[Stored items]
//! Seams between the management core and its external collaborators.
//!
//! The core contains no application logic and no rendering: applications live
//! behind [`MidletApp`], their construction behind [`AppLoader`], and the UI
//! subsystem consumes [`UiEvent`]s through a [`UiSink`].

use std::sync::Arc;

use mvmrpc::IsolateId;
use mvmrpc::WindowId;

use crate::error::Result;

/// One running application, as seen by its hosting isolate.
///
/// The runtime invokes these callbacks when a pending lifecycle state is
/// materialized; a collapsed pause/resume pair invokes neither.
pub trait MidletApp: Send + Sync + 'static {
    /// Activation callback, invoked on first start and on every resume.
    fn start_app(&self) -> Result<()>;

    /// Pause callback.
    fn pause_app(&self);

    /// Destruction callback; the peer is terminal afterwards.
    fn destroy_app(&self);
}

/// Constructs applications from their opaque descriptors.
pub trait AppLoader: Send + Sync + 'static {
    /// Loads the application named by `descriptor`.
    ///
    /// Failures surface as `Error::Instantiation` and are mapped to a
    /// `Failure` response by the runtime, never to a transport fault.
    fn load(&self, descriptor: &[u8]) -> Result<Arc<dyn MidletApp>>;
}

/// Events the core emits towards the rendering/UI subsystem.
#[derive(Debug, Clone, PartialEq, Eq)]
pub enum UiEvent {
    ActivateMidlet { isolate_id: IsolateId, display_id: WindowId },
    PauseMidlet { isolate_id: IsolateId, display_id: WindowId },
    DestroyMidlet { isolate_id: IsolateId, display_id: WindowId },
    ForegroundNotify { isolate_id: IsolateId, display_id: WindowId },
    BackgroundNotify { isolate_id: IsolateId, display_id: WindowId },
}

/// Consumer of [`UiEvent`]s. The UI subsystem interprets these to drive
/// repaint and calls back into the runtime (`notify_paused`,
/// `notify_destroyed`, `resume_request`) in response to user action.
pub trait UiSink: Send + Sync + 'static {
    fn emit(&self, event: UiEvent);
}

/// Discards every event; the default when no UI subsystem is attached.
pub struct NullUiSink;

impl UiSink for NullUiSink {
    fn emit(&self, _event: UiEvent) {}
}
--
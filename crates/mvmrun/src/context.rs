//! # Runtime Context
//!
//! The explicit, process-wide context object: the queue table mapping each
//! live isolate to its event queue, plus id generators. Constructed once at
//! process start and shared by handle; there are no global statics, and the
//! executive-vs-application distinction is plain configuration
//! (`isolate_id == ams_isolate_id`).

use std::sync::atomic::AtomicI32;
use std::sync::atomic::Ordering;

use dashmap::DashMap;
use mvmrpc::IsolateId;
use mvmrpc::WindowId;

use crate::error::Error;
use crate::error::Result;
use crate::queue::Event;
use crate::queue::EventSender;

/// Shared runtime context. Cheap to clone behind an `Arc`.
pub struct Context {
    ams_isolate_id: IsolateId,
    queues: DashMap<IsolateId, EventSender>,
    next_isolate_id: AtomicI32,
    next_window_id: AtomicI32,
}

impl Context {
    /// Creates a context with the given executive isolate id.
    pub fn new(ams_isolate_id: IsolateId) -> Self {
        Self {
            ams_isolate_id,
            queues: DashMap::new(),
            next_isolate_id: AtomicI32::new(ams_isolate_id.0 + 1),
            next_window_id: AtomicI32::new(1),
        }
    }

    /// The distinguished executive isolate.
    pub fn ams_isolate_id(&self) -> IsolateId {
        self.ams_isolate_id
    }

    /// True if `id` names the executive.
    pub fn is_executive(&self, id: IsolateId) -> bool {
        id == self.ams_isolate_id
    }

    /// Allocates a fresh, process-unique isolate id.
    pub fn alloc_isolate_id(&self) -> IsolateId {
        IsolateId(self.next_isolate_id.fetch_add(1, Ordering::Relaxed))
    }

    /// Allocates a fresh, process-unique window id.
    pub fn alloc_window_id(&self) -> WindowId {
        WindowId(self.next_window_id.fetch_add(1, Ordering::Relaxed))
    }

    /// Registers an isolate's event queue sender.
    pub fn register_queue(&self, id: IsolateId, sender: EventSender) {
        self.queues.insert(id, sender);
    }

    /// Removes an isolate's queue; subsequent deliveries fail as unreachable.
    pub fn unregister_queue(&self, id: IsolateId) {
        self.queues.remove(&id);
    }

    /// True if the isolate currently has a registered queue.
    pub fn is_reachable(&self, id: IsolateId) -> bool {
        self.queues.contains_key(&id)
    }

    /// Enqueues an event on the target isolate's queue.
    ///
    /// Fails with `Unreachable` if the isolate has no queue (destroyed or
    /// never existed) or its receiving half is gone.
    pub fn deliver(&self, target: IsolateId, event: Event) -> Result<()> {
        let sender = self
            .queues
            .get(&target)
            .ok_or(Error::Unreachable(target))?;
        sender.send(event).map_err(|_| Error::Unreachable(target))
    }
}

TASK STATEMENT
Output only an exact transcription of the lines above from the one with "use dashmap::DashMap;" up to and including the one with "pub struct Context".

ANSWER BOX
use dashmap::DashMap;
use mvmrpc::IsolateId;
use mvmrpc::WindowId;

use crate::error::Error;
use crate::error::Result;
use crate::queue::Event;
use crate::queue::EventSender;

/// Shared runtime context. Cheap to clone behind an `Arc`.
pub struct Context {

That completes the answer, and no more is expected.